Lines with the word "body" are the answer; copy each of them from the data below.

(Material shown Opens)

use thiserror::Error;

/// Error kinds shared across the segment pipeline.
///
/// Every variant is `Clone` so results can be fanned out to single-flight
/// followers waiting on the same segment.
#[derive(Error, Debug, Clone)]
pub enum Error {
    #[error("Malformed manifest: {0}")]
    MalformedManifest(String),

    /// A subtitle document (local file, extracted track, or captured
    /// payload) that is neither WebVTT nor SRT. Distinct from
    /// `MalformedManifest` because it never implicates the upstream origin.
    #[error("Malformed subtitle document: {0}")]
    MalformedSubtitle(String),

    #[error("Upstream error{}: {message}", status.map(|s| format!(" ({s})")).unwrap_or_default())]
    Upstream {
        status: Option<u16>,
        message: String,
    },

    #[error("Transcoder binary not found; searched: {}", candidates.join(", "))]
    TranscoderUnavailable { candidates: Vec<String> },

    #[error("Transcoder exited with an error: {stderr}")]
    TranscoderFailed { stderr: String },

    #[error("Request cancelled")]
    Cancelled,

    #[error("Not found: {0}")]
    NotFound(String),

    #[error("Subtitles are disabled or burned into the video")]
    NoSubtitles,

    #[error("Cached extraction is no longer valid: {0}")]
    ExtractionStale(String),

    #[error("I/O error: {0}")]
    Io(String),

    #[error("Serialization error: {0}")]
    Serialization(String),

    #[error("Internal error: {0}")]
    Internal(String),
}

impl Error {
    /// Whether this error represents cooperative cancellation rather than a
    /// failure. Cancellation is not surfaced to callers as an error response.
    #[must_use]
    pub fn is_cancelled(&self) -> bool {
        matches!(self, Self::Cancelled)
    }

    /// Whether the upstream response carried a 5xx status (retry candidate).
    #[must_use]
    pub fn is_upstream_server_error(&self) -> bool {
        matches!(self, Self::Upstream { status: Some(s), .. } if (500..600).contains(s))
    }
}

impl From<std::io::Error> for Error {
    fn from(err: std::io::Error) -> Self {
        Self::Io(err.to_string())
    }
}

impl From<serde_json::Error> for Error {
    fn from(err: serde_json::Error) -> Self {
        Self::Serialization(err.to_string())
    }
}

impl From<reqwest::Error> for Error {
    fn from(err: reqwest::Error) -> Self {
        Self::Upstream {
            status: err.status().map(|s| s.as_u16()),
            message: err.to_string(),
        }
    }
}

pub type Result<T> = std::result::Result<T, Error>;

(Material shown Closes)
(Material shown Opens)

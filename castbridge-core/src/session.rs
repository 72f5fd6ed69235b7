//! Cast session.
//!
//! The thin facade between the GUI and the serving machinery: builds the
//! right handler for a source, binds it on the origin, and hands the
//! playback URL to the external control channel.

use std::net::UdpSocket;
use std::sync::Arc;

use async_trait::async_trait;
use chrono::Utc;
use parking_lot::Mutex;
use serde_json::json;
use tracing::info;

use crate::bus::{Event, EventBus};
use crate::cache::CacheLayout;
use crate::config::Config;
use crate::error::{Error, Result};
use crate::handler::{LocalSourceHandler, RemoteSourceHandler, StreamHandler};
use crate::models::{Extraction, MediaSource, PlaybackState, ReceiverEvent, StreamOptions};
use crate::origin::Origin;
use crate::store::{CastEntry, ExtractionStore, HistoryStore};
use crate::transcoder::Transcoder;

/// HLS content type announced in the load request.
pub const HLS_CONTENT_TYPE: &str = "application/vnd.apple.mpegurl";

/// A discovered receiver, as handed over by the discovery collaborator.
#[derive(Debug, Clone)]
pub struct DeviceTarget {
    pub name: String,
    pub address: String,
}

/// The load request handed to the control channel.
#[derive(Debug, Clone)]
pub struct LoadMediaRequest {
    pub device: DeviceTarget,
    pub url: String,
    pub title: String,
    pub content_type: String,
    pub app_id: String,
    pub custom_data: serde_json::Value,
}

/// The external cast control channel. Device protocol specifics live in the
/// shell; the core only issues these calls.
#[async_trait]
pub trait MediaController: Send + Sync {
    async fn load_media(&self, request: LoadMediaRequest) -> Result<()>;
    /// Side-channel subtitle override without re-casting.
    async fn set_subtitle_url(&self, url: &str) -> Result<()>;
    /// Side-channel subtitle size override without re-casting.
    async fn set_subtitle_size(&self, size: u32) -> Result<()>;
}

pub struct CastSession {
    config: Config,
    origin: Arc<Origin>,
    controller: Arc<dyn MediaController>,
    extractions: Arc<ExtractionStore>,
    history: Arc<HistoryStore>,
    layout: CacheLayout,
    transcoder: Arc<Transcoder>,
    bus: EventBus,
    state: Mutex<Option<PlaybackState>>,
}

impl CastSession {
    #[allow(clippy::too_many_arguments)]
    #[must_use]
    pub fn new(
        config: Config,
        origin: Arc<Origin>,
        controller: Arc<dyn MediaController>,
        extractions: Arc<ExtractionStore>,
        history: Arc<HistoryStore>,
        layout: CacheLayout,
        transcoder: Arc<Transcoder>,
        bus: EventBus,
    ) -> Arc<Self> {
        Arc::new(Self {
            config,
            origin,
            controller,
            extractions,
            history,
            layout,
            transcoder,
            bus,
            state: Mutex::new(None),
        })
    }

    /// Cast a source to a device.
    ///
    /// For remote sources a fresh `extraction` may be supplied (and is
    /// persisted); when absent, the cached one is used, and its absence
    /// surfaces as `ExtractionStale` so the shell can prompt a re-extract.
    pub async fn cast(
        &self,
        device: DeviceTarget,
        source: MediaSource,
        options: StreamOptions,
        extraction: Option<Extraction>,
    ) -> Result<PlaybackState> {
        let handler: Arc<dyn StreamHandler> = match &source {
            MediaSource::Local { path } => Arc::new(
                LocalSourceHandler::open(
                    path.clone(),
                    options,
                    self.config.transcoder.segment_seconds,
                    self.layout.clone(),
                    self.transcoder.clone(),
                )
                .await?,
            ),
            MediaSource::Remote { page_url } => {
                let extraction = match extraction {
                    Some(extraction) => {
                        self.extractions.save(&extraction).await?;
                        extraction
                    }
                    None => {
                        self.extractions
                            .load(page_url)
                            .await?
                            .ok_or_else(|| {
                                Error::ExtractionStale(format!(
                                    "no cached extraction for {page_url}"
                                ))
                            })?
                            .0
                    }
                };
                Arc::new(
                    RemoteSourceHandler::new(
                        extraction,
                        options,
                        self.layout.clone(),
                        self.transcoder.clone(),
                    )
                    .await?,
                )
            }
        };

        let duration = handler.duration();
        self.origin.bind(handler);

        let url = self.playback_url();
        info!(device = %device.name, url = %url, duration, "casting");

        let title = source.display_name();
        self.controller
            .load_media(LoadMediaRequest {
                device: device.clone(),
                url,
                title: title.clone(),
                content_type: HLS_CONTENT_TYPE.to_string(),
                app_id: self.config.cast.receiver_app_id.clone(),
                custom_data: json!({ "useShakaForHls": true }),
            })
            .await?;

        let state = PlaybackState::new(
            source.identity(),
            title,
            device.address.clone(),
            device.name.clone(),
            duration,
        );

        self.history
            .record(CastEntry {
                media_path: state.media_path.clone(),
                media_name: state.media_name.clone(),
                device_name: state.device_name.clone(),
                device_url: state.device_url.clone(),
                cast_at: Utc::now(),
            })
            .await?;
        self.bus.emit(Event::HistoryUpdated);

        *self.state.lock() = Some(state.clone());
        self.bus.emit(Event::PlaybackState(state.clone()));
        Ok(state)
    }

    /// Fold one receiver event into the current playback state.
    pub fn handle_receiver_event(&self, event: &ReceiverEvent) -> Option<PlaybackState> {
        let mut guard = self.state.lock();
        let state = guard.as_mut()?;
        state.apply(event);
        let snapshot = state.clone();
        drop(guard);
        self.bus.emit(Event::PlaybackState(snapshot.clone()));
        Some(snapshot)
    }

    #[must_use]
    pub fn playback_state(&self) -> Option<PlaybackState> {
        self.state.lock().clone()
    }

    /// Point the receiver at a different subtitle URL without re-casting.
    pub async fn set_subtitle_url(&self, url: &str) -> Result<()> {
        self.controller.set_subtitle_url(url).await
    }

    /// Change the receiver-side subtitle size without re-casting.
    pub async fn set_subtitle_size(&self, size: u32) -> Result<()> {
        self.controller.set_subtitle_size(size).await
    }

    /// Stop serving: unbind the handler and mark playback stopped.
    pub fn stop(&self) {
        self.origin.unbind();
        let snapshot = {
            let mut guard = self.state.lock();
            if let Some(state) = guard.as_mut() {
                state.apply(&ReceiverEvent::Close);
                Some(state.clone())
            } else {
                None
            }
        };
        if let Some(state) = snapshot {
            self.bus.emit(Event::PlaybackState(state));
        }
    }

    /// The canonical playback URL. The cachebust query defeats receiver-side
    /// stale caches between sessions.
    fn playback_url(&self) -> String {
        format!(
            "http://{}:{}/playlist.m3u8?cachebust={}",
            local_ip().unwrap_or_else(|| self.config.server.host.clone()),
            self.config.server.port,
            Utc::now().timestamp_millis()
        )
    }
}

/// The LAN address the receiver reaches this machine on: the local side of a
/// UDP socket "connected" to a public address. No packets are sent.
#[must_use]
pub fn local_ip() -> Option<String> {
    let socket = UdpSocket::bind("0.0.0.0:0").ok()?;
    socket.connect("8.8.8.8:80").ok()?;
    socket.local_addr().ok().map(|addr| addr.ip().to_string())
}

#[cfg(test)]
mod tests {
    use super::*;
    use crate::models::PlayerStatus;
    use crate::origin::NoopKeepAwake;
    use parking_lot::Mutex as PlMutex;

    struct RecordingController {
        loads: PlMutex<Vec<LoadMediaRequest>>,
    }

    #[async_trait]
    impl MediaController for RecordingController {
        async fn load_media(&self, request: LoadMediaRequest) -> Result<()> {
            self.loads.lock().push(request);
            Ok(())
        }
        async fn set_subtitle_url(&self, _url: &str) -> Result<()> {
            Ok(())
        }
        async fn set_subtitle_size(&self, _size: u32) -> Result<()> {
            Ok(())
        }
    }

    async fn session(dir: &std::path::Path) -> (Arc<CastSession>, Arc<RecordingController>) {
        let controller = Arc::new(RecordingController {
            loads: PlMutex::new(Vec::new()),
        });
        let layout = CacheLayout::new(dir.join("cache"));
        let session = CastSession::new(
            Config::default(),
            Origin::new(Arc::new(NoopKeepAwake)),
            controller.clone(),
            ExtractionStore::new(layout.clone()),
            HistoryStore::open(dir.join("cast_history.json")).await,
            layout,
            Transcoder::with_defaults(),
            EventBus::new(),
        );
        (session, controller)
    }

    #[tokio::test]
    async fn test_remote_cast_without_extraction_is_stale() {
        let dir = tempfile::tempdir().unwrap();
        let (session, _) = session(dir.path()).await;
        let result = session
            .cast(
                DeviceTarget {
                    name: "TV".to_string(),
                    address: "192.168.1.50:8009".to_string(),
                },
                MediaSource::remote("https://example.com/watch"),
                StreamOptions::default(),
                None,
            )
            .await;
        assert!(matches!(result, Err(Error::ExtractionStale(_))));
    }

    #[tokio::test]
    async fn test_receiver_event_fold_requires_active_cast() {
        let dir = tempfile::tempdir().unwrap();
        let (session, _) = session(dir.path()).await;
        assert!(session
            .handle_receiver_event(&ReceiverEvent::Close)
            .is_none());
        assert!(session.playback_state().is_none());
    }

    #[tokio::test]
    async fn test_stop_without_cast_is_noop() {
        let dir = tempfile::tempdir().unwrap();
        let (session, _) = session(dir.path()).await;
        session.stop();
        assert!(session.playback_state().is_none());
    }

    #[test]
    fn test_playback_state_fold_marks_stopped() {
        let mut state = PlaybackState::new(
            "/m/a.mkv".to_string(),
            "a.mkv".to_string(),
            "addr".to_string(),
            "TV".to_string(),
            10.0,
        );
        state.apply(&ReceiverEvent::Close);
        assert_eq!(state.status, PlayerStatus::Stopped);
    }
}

(Material shown Closes)
(Material shown Opens)

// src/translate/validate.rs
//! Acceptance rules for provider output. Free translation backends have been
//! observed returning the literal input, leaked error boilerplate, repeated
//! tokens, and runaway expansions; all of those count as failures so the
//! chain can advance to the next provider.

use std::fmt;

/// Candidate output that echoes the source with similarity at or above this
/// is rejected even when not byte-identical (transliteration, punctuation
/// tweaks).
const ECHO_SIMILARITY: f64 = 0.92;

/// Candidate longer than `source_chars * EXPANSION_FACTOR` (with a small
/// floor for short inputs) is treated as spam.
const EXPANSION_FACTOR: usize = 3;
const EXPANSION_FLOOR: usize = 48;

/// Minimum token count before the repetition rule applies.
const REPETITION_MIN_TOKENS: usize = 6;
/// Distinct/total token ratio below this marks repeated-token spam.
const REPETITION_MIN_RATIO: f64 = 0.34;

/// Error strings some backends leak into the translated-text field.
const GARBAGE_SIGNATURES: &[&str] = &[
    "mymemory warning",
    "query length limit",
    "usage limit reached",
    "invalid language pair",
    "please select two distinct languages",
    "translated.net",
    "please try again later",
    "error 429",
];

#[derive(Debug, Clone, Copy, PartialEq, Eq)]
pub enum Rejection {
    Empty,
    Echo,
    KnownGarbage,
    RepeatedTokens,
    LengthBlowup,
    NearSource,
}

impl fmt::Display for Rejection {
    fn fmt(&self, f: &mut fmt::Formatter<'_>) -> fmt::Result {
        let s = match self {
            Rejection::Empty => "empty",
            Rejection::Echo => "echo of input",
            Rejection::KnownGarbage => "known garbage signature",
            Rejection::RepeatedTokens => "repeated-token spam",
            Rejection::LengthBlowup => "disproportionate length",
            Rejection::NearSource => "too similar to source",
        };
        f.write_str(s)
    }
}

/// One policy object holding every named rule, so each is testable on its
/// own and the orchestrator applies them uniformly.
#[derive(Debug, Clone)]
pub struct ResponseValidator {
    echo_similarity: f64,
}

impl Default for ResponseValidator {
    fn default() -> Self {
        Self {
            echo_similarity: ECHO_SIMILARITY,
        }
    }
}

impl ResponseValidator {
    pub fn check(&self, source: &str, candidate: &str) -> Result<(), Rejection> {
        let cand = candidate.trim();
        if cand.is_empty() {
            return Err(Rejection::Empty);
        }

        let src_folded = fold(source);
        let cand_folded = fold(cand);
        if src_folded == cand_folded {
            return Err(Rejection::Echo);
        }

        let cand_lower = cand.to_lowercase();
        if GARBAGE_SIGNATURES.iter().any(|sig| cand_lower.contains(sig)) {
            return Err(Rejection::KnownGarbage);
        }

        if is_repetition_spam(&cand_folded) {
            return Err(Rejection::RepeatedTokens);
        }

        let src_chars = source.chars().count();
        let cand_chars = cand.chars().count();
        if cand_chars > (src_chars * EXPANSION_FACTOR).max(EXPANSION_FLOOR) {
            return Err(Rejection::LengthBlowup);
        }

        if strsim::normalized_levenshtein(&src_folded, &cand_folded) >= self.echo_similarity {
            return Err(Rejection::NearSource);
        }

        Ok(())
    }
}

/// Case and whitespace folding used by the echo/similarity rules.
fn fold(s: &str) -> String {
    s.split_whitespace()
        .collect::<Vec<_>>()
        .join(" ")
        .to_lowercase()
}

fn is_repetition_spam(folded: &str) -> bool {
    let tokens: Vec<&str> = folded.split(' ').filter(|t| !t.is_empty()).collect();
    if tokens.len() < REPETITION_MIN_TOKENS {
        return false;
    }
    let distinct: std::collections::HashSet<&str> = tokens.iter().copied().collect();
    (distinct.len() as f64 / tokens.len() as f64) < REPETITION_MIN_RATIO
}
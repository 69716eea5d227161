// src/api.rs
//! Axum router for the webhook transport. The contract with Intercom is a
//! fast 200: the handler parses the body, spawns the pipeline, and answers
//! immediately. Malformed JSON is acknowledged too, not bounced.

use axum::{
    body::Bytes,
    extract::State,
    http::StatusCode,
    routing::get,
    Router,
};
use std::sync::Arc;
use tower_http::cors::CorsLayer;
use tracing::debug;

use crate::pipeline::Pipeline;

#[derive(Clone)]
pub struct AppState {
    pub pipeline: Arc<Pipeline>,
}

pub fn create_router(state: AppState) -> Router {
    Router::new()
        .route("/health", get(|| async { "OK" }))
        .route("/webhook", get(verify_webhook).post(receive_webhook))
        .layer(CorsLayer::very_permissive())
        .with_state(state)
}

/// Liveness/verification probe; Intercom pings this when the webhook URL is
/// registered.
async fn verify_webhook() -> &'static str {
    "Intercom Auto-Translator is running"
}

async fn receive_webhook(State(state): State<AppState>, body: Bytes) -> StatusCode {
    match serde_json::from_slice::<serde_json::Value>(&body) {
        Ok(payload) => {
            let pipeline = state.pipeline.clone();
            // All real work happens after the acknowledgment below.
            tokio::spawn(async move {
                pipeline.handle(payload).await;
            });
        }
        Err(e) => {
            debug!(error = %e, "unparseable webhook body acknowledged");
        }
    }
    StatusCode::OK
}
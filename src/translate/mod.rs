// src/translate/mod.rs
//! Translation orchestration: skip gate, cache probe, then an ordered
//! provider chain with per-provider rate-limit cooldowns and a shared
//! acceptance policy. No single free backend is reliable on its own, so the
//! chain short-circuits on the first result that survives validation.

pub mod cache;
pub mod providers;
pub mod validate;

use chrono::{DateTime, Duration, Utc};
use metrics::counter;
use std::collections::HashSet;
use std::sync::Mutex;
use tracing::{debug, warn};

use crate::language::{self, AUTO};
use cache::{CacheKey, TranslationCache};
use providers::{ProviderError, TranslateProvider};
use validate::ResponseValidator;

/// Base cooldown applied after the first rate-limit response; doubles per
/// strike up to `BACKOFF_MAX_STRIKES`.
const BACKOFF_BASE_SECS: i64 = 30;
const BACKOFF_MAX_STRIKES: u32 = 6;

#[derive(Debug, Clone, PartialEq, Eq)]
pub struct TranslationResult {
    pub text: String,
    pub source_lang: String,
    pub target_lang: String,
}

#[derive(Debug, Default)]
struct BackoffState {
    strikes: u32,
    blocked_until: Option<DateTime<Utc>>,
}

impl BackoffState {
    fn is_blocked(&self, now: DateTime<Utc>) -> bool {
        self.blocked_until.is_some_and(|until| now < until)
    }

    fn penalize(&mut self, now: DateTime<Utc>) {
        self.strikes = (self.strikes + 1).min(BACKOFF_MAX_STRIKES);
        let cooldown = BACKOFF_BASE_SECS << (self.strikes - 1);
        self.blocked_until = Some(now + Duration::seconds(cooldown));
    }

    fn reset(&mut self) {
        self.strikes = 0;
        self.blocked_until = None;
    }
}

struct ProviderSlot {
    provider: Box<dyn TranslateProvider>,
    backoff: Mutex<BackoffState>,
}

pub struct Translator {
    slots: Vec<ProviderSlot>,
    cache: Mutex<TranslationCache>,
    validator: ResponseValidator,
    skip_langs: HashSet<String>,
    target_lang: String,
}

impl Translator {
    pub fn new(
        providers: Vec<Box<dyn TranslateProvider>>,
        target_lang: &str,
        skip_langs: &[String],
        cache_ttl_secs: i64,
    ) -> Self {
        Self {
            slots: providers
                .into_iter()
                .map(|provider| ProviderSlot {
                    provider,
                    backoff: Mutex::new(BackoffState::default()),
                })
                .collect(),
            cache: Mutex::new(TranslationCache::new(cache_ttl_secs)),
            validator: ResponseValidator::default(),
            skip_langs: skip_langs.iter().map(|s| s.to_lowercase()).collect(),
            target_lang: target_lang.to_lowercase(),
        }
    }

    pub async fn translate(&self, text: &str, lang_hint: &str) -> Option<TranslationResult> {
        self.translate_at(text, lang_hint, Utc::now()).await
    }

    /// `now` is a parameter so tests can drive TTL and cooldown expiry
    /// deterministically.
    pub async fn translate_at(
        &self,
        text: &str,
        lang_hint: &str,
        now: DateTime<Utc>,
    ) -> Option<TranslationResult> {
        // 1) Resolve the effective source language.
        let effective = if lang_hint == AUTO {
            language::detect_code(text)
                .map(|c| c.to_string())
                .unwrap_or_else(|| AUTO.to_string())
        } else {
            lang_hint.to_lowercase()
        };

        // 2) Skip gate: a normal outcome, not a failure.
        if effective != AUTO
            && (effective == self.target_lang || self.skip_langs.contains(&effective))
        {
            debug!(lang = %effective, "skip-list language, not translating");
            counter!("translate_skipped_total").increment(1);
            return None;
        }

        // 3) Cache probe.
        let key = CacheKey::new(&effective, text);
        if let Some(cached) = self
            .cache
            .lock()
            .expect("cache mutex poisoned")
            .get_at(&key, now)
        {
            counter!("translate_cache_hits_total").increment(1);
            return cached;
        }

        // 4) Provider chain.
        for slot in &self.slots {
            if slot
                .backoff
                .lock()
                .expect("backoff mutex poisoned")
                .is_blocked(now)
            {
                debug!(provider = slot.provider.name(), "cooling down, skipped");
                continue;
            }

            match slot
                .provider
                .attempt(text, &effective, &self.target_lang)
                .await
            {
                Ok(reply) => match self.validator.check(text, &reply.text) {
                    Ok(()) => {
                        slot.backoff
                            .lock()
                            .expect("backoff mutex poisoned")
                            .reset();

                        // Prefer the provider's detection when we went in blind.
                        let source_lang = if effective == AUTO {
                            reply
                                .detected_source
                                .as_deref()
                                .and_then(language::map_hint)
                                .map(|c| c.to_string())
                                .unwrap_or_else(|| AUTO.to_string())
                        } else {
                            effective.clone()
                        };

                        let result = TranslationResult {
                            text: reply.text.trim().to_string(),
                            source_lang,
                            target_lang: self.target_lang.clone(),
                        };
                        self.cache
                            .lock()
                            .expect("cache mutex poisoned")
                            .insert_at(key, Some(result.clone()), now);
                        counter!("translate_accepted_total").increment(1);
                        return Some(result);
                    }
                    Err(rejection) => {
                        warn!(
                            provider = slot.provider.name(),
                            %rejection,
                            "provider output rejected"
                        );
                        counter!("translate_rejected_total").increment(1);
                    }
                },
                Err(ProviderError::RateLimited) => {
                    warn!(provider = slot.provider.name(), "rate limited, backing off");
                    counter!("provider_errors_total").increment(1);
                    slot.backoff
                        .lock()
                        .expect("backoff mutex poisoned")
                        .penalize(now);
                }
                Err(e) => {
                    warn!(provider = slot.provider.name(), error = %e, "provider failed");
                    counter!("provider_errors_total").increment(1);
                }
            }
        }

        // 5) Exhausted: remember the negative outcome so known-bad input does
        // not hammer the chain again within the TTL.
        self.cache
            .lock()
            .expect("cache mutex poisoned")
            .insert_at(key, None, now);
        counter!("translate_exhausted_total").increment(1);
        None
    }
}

(Material shown Closes)

--- Response area ---
//! fast 200: the handler parses the body, spawns the pipeline, and answers
    body::Bytes,
async fn receive_webhook(State(state): State<AppState>, body: Bytes) -> StatusCode {
    match serde_json::from_slice::<serde_json::Value>(&body) {
            debug!(error = %e, "unparseable webhook body acknowledged");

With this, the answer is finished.